** PROVIDED DATA follows **

impl LookaheadLimiter {
    pub fn new(sample_rate: f32) -> Self {
        let mut lim = Self {
            sample_rate: if sample_rate > 0.0 {
                sample_rate
            } else {
                DEFAULT_SAMPLE_RATE
            },
            ceiling: db_to_lin(-1.0),
            release_ms: 80.0,
            lookahead_ms: 5.8,
            link_mode: LinkMode::Linked,
            mix: 1.0,
            bypass_target: false,
            delay_l: Vec::new(),
            delay_r: Vec::new(),
            write_idx: 0,
            lookahead_samples: 1,
            detector_tilt: 0.0,
            det_alpha: 0.0,
            det_low_gain: 1.0,
            det_high_gain: 1.0,
            det_low_l: 0.0,
            det_low_r: 0.0,
            gain: 1.0,
            release_coeff: 0.0,
            activity_env: 0.0,
            activity_attack: 0.0,
            activity_release: 0.0,
            activity_sum: 0.0,
            activity_frames: 0,
            program_activity: 0.0,
            bypass_amount: 0.0,
            bypass_step: 0.0,
            peak_in: 0.0,
            peak_out: 0.0,
            telemetry: LimiterTelemetry::default(),
            clipped: false,
        };
        lim.configure_for_rate();
        lim
    }

    /// Re-derives rates, the ring capacity, and coefficients. Allocates; call
    /// from construction or reconfiguration only, never from the audio path.
    pub fn set_sample_rate(&mut self, sample_rate: f32) {
        if sample_rate > 0.0 {
            self.sample_rate = sample_rate;
        }
        self.configure_for_rate();
    }

    fn configure_for_rate(&mut self) {
        let capacity = (((MAX_LOOKAHEAD_MS + RING_HEADROOM_MS) * 0.001 * self.sample_rate).ceil()
            as usize)
            .max(16);
        if self.delay_l.len() != capacity {
            self.delay_l = vec![0.0; capacity];
            self.delay_r = vec![0.0; capacity];
            self.write_idx = 0;
        }
        self.det_alpha = one_pole_alpha(DETECTOR_PIVOT_HZ, self.sample_rate);
        self.activity_attack = time_constant_coeff(ACTIVITY_ATTACK_MS, self.sample_rate);
        self.activity_release = time_constant_coeff(ACTIVITY_RELEASE_MS, self.sample_rate);
        self.bypass_step = 1.0 / (BYPASS_FADE_MS * 0.001 * self.sample_rate).max(1.0);
        self.update_lookahead_samples();
        self.update_release_coeff();
    }

    // -------------------------------------------------------------------------
    // Setters (all clamp to their documented range; none are fallible)
    // -------------------------------------------------------------------------

    pub fn set_ceiling_db(&mut self, db: f32) {
        self.ceiling = db_to_lin(db.clamp(MIN_CEILING_DB, MAX_CEILING_DB));
    }

    pub fn set_release_ms(&mut self, ms: f32) {
        self.release_ms = ms.clamp(MIN_RELEASE_MS, MAX_RELEASE_MS);
        self.update_release_coeff();
    }

    pub fn set_lookahead_ms(&mut self, ms: f32) {
        self.lookahead_ms = ms.clamp(MIN_LOOKAHEAD_MS, MAX_LOOKAHEAD_MS);
        self.update_lookahead_samples();
    }

    pub fn set_detector_tilt_db_per_oct(&mut self, db_per_oct: f32) {
        self.detector_tilt = db_per_oct.clamp(-MAX_DETECTOR_TILT, MAX_DETECTOR_TILT);
        // Same symmetric pair mapping as the mid tilt EQ, doubled spread.
        let half = self.detector_tilt;
        self.det_low_gain = db_to_lin(-half);
        self.det_high_gain = db_to_lin(half);
    }

    pub fn set_link_mode(&mut self, mode: LinkMode) {
        self.link_mode = mode;
    }

    pub fn set_mix(&mut self, mix: f32) {
        self.mix = mix.clamp(0.0, 1.0);
    }

    /// Starts a ~5 ms linear crossfade rather than switching instantly.
    pub fn set_bypass(&mut self, on: bool) {
        self.bypass_target = on;
    }

    fn update_lookahead_samples(&mut self) {
        let capacity = self.delay_l.len().max(2);
        let samples = (self.lookahead_ms * 0.001 * self.sample_rate).round() as usize;
        self.lookahead_samples = samples.clamp(1, capacity - 1);
    }

    fn update_release_coeff(&mut self) {
        // Percussive passages (high recent activity) recover on a fraction of
        // the configured release; quiet program uses the full time.
        let blend = FAST_RELEASE_FRACTION
            + (1.0 - FAST_RELEASE_FRACTION) * (1.0 - self.program_activity);
        self.release_coeff = time_constant_coeff(self.release_ms * blend, self.sample_rate);
    }

    /// Clears continuity state; parameter targets persist. The bypass fade
    /// snaps to its target, there is nothing to click against after a reset.
    pub fn reset(&mut self) {
        self.delay_l.fill(0.0);
        self.delay_r.fill(0.0);
        self.write_idx = 0;
        self.det_low_l = 0.0;
        self.det_low_r = 0.0;
        self.gain = 1.0;
        self.activity_env = 0.0;
        self.activity_sum = 0.0;
        self.activity_frames = 0;
        self.program_activity = 0.0;
        self.bypass_amount = if self.bypass_target { 1.0 } else { 0.0 };
        self.peak_in = 0.0;
        self.peak_out = 0.0;
        self.clipped = false;
        self.update_release_coeff();
    }

    // -------------------------------------------------------------------------
    // Processing
    // -------------------------------------------------------------------------

    #[inline]
    fn detector_level(&mut self, in_l: f32, in_r: f32) -> f32 {
        self.det_low_l += self.det_alpha * (in_l - self.det_low_l);
        self.det_low_r += self.det_alpha * (in_r - self.det_low_r);
        let det_l = self.det_low_l * self.det_low_gain + (in_l - self.det_low_l) * self.det_high_gain;
        let det_r = self.det_low_r * self.det_low_gain + (in_r - self.det_low_r) * self.det_high_gain;

        match self.link_mode {
            LinkMode::Linked => det_l.abs().max(det_r.abs()),
            LinkMode::MidSide => {
                let mid = 0.5 * (det_l + det_r);
                let side = 0.5 * (det_l - det_r);
                mid.abs().max(side.abs())
            }
        }
    }

    #[inline]
    fn soft_ceiling(&self, x: f32) -> f32 {
        let knee = SOFT_CLIP_KNEE * self.ceiling;
        let a = x.abs();
        if a <= knee {
            return x;
        }
        let span = (SOFT_CLIP_SPAN * self.ceiling).max(DB_EPS);
        let shaped = knee + span * ((a - knee) / span).tanh();
        shaped.copysign(x)
    }

    /// In-place stereo sample processing, -1..1 domain.
    #[inline]
    pub fn process_stereo(&mut self, l: &mut f32, r: &mut f32) {
        let dry_in_l = *l;
        let dry_in_r = *r;
        self.peak_in = self.peak_in.max(dry_in_l.abs().max(dry_in_r.abs()));

        // Delay line: read trails write by lookahead_samples.
        let capacity = self.delay_l.len();
        self.delay_l[self.write_idx] = dry_in_l;
        self.delay_r[self.write_idx] = dry_in_r;
        let read_idx = (self.write_idx + capacity - self.lookahead_samples) % capacity;
        let delayed_l = self.delay_l[read_idx];
        let delayed_r = self.delay_r[read_idx];
        self.write_idx = (self.write_idx + 1) % capacity;

        // Detector sees the incoming sample while the dry path is still in the
        // ring, so the envelope is settled when that sample is emitted.
        let level = self.detector_level(dry_in_l, dry_in_r);

        // Activity bookkeeping for next block's adaptive release.
        self.activity_env = update_env(
            self.activity_env,
            level,
            self.activity_attack,
            self.activity_release,
        );
        let activity =
            ((self.activity_env - ACTIVITY_THRESHOLD) / (1.0 - ACTIVITY_THRESHOLD)).clamp(0.0, 1.0);
        self.activity_sum += activity;
        self.activity_frames += 1;

        // Envelope: relax toward unity, then clamp down to the required gain.
        let g_req = (self.ceiling / level.max(DB_EPS)).min(1.0);
        self.gain = self.release_coeff * self.gain + (1.0 - self.release_coeff);
        if g_req < self.gain {
            self.gain = g_req;
        }
        self.gain = self.gain.clamp(GAIN_FLOOR, 1.0);

        // Wet path: limited, soft-clipped, hard-clamped at the ceiling.
        let mut wet_l = self.soft_ceiling(delayed_l * self.gain);
        let mut wet_r = self.soft_ceiling(delayed_r * self.gain);
        if wet_l.abs() > self.ceiling {
            wet_l = wet_l.clamp(-self.ceiling, self.ceiling);
            self.clipped = true;
        }
        if wet_r.abs() > self.ceiling {
            wet_r = wet_r.clamp(-self.ceiling, self.ceiling);
            self.clipped = true;
        }

        // Dry/wet against the aligned dry signal.
        let mixed_l = delayed_l + self.mix * (wet_l - delayed_l);
        let mixed_r = delayed_r + self.mix * (wet_r - delayed_r);

        // Bypass crossfade toward the undelayed input.
        let target = if self.bypass_target { 1.0 } else { 0.0 };
        if self.bypass_amount < target {
            self.bypass_amount = (self.bypass_amount + self.bypass_step).min(target);
        } else if self.bypass_amount > target {
            self.bypass_amount = (self.bypass_amount - self.bypass_step).max(target);
        }
        let b = self.bypass_amount;
        let out_l = dry_in_l * b + mixed_l * (1.0 - b);
        let out_r = dry_in_r * b + mixed_r * (1.0 - b);

        self.peak_out = self.peak_out.max(out_l.abs().max(out_r.abs()));
        *l = out_l;
        *r = out_r;
    }

    /// Finalizes per-block telemetry and feeds the block-average transient
    /// activity into the next block's release coefficient. Call once per block
    /// after the sample loop.
    pub fn finalize_block(&mut self) -> LimiterTelemetry {
        self.program_activity = if self.activity_frames > 0 {
            self.activity_sum / self.activity_frames as f32
        } else {
            0.0
        };
        self.activity_sum = 0.0;
        self.activity_frames = 0;
        self.update_release_coeff();

        self.telemetry = LimiterTelemetry {
            gain_reduction_db: lin_to_db(self.gain).min(0.0),
            peak_in: self.peak_in,
            peak_out: self.peak_out,
        };
        self.peak_in = 0.0;
        self.peak_out = 0.0;
        self.telemetry
    }

    // -------------------------------------------------------------------------
    // Telemetry
    // -------------------------------------------------------------------------

    /// Live envelope gain, (0, 1].
    pub fn gain(&self) -> f32 {
        self.gain
    }

    /// Live envelope expressed in dB, <= 0.
    pub fn gain_reduction_db(&self) -> f32 {
        lin_to_db(self.gain).min(0.0)
    }

    /// Snapshot from the last `finalize_block`.
    pub fn telemetry(&self) -> LimiterTelemetry {
        self.telemetry
    }

    /// Sticky clip flag; cleared by this read.
    pub fn clip_flag_and_clear(&mut self) -> bool {
        std::mem::take(&mut self.clipped)
    }

    /// Current lookahead delay, in samples; this is the chain's latency.
    pub fn latency_samples(&self) -> usize {
        self.lookahead_samples
    }
}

** End of PROVIDED DATA **

### EXERCISE OBJECTIVE
Above are the entries. Copy exactly the part that opens with the line containing "else if self.bypass_amount" and closes with the line containing "pub fn finalize_block(&mut", and no more.

### RESPONSE BELOW
        } else if self.bypass_amount > target {
            self.bypass_amount = (self.bypass_amount - self.bypass_step).max(target);
        }
        let b = self.bypass_amount;
        let out_l = dry_in_l * b + mixed_l * (1.0 - b);
        let out_r = dry_in_r * b + mixed_r * (1.0 - b);

        self.peak_out = self.peak_out.max(out_l.abs().max(out_r.abs()));
        *l = out_l;
        *r = out_r;
    }

    /// Finalizes per-block telemetry and feeds the block-average transient
    /// activity into the next block's release coefficient. Call once per block
    /// after the sample loop.
    pub fn finalize_block(&mut self) -> LimiterTelemetry {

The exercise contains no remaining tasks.